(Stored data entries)
________________________

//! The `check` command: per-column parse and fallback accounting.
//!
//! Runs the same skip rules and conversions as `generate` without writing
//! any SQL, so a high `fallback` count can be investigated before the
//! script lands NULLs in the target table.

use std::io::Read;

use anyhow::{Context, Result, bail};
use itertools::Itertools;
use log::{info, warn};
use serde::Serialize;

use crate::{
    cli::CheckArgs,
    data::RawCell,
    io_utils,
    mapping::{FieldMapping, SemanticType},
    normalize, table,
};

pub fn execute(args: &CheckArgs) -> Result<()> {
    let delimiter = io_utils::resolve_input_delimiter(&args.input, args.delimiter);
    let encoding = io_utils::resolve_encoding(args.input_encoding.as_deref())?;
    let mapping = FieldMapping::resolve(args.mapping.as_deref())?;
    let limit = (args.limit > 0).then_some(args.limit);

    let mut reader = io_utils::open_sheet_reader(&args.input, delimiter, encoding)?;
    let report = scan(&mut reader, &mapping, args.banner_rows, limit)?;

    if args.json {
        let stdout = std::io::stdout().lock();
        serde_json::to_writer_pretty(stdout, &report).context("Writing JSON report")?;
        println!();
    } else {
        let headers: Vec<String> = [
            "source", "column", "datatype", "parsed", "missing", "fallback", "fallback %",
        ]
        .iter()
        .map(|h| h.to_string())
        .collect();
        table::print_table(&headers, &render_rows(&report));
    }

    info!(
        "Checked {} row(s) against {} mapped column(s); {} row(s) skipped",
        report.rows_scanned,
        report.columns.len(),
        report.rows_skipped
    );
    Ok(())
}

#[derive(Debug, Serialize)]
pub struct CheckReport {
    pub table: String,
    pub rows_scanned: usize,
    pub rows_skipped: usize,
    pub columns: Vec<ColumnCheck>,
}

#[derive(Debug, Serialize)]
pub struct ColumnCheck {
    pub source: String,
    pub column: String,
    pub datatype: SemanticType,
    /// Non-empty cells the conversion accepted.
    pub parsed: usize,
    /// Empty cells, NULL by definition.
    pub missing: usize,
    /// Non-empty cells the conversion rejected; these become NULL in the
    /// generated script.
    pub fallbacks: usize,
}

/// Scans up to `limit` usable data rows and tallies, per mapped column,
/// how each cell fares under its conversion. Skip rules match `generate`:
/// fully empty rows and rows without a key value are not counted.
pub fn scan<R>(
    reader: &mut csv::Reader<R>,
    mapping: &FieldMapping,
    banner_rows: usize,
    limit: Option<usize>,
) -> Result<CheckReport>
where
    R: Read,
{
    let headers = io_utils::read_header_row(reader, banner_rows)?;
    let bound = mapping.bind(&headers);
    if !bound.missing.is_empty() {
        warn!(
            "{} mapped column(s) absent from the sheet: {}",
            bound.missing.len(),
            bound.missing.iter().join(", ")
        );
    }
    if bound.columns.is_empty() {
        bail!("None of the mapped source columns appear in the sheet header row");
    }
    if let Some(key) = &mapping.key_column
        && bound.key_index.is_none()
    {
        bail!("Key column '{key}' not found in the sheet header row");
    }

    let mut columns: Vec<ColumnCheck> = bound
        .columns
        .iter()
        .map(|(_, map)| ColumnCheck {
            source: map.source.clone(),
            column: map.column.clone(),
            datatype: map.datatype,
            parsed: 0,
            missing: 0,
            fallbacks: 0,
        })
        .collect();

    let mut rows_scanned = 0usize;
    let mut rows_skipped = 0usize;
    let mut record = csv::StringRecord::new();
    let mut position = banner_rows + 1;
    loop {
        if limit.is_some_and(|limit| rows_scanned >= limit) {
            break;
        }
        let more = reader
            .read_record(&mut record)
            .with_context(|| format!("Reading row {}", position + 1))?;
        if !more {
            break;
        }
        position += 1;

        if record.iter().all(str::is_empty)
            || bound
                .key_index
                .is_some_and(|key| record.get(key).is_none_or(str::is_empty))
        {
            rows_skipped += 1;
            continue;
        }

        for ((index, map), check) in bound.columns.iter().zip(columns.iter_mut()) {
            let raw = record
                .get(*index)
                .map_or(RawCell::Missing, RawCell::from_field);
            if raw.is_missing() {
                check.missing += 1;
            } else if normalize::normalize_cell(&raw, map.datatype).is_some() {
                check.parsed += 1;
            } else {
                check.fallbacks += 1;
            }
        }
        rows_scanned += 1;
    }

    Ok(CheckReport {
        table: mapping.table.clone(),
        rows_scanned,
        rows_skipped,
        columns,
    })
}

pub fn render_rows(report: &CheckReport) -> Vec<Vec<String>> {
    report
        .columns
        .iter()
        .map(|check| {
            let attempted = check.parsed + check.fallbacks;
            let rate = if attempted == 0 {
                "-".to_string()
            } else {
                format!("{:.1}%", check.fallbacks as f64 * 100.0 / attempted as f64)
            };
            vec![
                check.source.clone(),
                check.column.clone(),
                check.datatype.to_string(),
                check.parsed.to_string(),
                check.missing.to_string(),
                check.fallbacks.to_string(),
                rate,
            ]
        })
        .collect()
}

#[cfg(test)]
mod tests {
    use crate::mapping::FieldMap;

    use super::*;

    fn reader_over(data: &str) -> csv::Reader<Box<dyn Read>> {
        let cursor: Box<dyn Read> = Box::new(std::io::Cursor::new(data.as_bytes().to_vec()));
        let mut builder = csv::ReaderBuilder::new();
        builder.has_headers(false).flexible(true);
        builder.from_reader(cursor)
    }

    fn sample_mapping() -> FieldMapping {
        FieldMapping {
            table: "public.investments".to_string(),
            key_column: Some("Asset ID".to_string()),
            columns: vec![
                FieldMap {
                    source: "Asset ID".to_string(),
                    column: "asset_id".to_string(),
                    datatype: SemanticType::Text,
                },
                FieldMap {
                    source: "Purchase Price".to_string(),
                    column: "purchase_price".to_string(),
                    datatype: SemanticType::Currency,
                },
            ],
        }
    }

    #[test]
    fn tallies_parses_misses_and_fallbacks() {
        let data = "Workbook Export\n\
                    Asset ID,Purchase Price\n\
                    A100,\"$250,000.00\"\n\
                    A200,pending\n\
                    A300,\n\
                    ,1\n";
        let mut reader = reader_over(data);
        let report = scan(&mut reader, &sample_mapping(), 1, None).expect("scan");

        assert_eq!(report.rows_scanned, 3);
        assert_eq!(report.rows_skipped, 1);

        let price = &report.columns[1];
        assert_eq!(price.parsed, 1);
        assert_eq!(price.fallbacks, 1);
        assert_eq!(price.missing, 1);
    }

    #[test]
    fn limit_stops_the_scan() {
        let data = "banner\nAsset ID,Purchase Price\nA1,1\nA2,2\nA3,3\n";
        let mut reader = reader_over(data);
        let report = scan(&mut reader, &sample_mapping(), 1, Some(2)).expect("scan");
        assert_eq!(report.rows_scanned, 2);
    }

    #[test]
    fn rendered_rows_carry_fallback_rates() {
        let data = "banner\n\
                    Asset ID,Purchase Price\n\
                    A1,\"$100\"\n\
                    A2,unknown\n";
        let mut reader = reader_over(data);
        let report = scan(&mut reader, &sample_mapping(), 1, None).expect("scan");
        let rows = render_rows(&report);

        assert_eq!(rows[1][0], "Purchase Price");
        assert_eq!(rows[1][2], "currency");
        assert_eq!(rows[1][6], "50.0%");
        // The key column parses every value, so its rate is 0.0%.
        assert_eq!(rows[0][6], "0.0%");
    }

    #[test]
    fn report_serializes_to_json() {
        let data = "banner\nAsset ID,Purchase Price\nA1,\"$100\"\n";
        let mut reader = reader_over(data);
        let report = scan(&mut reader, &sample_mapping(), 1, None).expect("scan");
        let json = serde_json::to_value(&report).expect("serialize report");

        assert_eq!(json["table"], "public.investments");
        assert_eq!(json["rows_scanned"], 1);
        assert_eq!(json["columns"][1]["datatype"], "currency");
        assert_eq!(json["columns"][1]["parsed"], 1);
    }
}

________________________

EXERCISE DIRECTIONS:
Each line shown above must be repeated exactly.

SOLUTION TO THE PROBLEM:
//! The `check` command: per-column parse and fallback accounting.
//!
//! Runs the same skip rules and conversions as `generate` without writing
//! any SQL, so a high `fallback` count can be investigated before the
//! script lands NULLs in the target table.

use std::io::Read;

use anyhow::{Context, Result, bail};
use itertools::Itertools;
use log::{info, warn};
use serde::Serialize;

use crate::{
    cli::CheckArgs,
    data::RawCell,
    io_utils,
    mapping::{FieldMapping, SemanticType},
    normalize, table,
};

pub fn execute(args: &CheckArgs) -> Result<()> {
    let delimiter = io_utils::resolve_input_delimiter(&args.input, args.delimiter);
    let encoding = io_utils::resolve_encoding(args.input_encoding.as_deref())?;
    let mapping = FieldMapping::resolve(args.mapping.as_deref())?;
    let limit = (args.limit > 0).then_some(args.limit);

    let mut reader = io_utils::open_sheet_reader(&args.input, delimiter, encoding)?;
    let report = scan(&mut reader, &mapping, args.banner_rows, limit)?;

    if args.json {
        let stdout = std::io::stdout().lock();
        serde_json::to_writer_pretty(stdout, &report).context("Writing JSON report")?;
        println!();
    } else {
        let headers: Vec<String> = [
            "source", "column", "datatype", "parsed", "missing", "fallback", "fallback %",
        ]
        .iter()
        .map(|h| h.to_string())
        .collect();
        table::print_table(&headers, &render_rows(&report));
    }

    info!(
        "Checked {} row(s) against {} mapped column(s); {} row(s) skipped",
        report.rows_scanned,
        report.columns.len(),
        report.rows_skipped
    );
    Ok(())
}

#[derive(Debug, Serialize)]
pub struct CheckReport {
    pub table: String,
    pub rows_scanned: usize,
    pub rows_skipped: usize,
    pub columns: Vec<ColumnCheck>,
}

#[derive(Debug, Serialize)]
pub struct ColumnCheck {
    pub source: String,
    pub column: String,
    pub datatype: SemanticType,
    /// Non-empty cells the conversion accepted.
    pub parsed: usize,
    /// Empty cells, NULL by definition.
    pub missing: usize,
    /// Non-empty cells the conversion rejected; these become NULL in the
    /// generated script.
    pub fallbacks: usize,
}

/// Scans up to `limit` usable data rows and tallies, per mapped column,
/// how each cell fares under its conversion. Skip rules match `generate`:
/// fully empty rows and rows without a key value are not counted.
pub fn scan<R>(
    reader: &mut csv::Reader<R>,
    mapping: &FieldMapping,
    banner_rows: usize,
    limit: Option<usize>,
) -> Result<CheckReport>
where
    R: Read,
{
    let headers = io_utils::read_header_row(reader, banner_rows)?;
    let bound = mapping.bind(&headers);
    if !bound.missing.is_empty() {
        warn!(
            "{} mapped column(s) absent from the sheet: {}",
            bound.missing.len(),
            bound.missing.iter().join(", ")
        );
    }
    if bound.columns.is_empty() {
        bail!("None of the mapped source columns appear in the sheet header row");
    }
    if let Some(key) = &mapping.key_column
        && bound.key_index.is_none()
    {
        bail!("Key column '{key}' not found in the sheet header row");
    }

    let mut columns: Vec<ColumnCheck> = bound
        .columns
        .iter()
        .map(|(_, map)| ColumnCheck {
            source: map.source.clone(),
            column: map.column.clone(),
            datatype: map.datatype,
            parsed: 0,
            missing: 0,
            fallbacks: 0,
        })
        .collect();

    let mut rows_scanned = 0usize;
    let mut rows_skipped = 0usize;
    let mut record = csv::StringRecord::new();
    let mut position = banner_rows + 1;
    loop {
        if limit.is_some_and(|limit| rows_scanned >= limit) {
            break;
        }
        let more = reader
            .read_record(&mut record)
            .with_context(|| format!("Reading row {}", position + 1))?;
        if !more {
            break;
        }
        position += 1;

        if record.iter().all(str::is_empty)
            || bound
                .key_index
                .is_some_and(|key| record.get(key).is_none_or(str::is_empty))
        {
            rows_skipped += 1;
            continue;
        }

        for ((index, map), check) in bound.columns.iter().zip(columns.iter_mut()) {
            let raw = record
                .get(*index)
                .map_or(RawCell::Missing, RawCell::from_field);
            if raw.is_missing() {
                check.missing += 1;
            } else if normalize::normalize_cell(&raw, map.datatype).is_some() {
                check.parsed += 1;
            } else {
                check.fallbacks += 1;
            }
        }
        rows_scanned += 1;
    }

    Ok(CheckReport {
        table: mapping.table.clone(),
        rows_scanned,
        rows_skipped,
        columns,
    })
}

pub fn render_rows(report: &CheckReport) -> Vec<Vec<String>> {
    report
        .columns
        .iter()
        .map(|check| {
            let attempted = check.parsed + check.fallbacks;
            let rate = if attempted == 0 {
                "-".to_string()
            } else {
                format!("{:.1}%", check.fallbacks as f64 * 100.0 / attempted as f64)
            };
            vec![
                check.source.clone(),
                check.column.clone(),
                check.datatype.to_string(),
                check.parsed.to_string(),
                check.missing.to_string(),
                check.fallbacks.to_string(),
                rate,
            ]
        })
        .collect()
}

#[cfg(test)]
mod tests {
    use crate::mapping::FieldMap;

    use super::*;

    fn reader_over(data: &str) -> csv::Reader<Box<dyn Read>> {
        let cursor: Box<dyn Read> = Box::new(std::io::Cursor::new(data.as_bytes().to_vec()));
        let mut builder = csv::ReaderBuilder::new();
        builder.has_headers(false).flexible(true);
        builder.from_reader(cursor)
    }

    fn sample_mapping() -> FieldMapping {
        FieldMapping {
            table: "public.investments".to_string(),
            key_column: Some("Asset ID".to_string()),
            columns: vec![
                FieldMap {
                    source: "Asset ID".to_string(),
                    column: "asset_id".to_string(),
                    datatype: SemanticType::Text,
                },
                FieldMap {
                    source: "Purchase Price".to_string(),
                    column: "purchase_price".to_string(),
                    datatype: SemanticType::Currency,
                },
            ],
        }
    }

    #[test]
    fn tallies_parses_misses_and_fallbacks() {
        let data = "Workbook Export\n\
                    Asset ID,Purchase Price\n\
                    A100,\"$250,000.00\"\n\
                    A200,pending\n\
                    A300,\n\
                    ,1\n";
        let mut reader = reader_over(data);
        let report = scan(&mut reader, &sample_mapping(), 1, None).expect("scan");

        assert_eq!(report.rows_scanned, 3);
        assert_eq!(report.rows_skipped, 1);

        let price = &report.columns[1];
        assert_eq!(price.parsed, 1);
        assert_eq!(price.fallbacks, 1);
        assert_eq!(price.missing, 1);
    }

    #[test]
    fn limit_stops_the_scan() {
        let data = "banner\nAsset ID,Purchase Price\nA1,1\nA2,2\nA3,3\n";
        let mut reader = reader_over(data);
        let report = scan(&mut reader, &sample_mapping(), 1, Some(2)).expect("scan");
        assert_eq!(report.rows_scanned, 2);
    }

    #[test]
    fn rendered_rows_carry_fallback_rates() {
        let data = "banner\n\
                    Asset ID,Purchase Price\n\
                    A1,\"$100\"\n\
                    A2,unknown\n";
        let mut reader = reader_over(data);
        let report = scan(&mut reader, &sample_mapping(), 1, None).expect("scan");
        let rows = render_rows(&report);

        assert_eq!(rows[1][0], "Purchase Price");
        assert_eq!(rows[1][2], "currency");
        assert_eq!(rows[1][6], "50.0%");
        // The key column parses every value, so its rate is 0.0%.
        assert_eq!(rows[0][6], "0.0%");
    }

    #[test]
    fn report_serializes_to_json() {
        let data = "banner\nAsset ID,Purchase Price\nA1,\"$100\"\n";
        let mut reader = reader_over(data);
        let report = scan(&mut reader, &sample_mapping(), 1, None).expect("scan");
        let json = serde_json::to_value(&report).expect("serialize report");

        assert_eq!(json["table"], "public.investments");
        assert_eq!(json["rows_scanned"], 1);
        assert_eq!(json["columns"][1]["datatype"], "currency");
        assert_eq!(json["columns"][1]["parsed"], 1);
    }
}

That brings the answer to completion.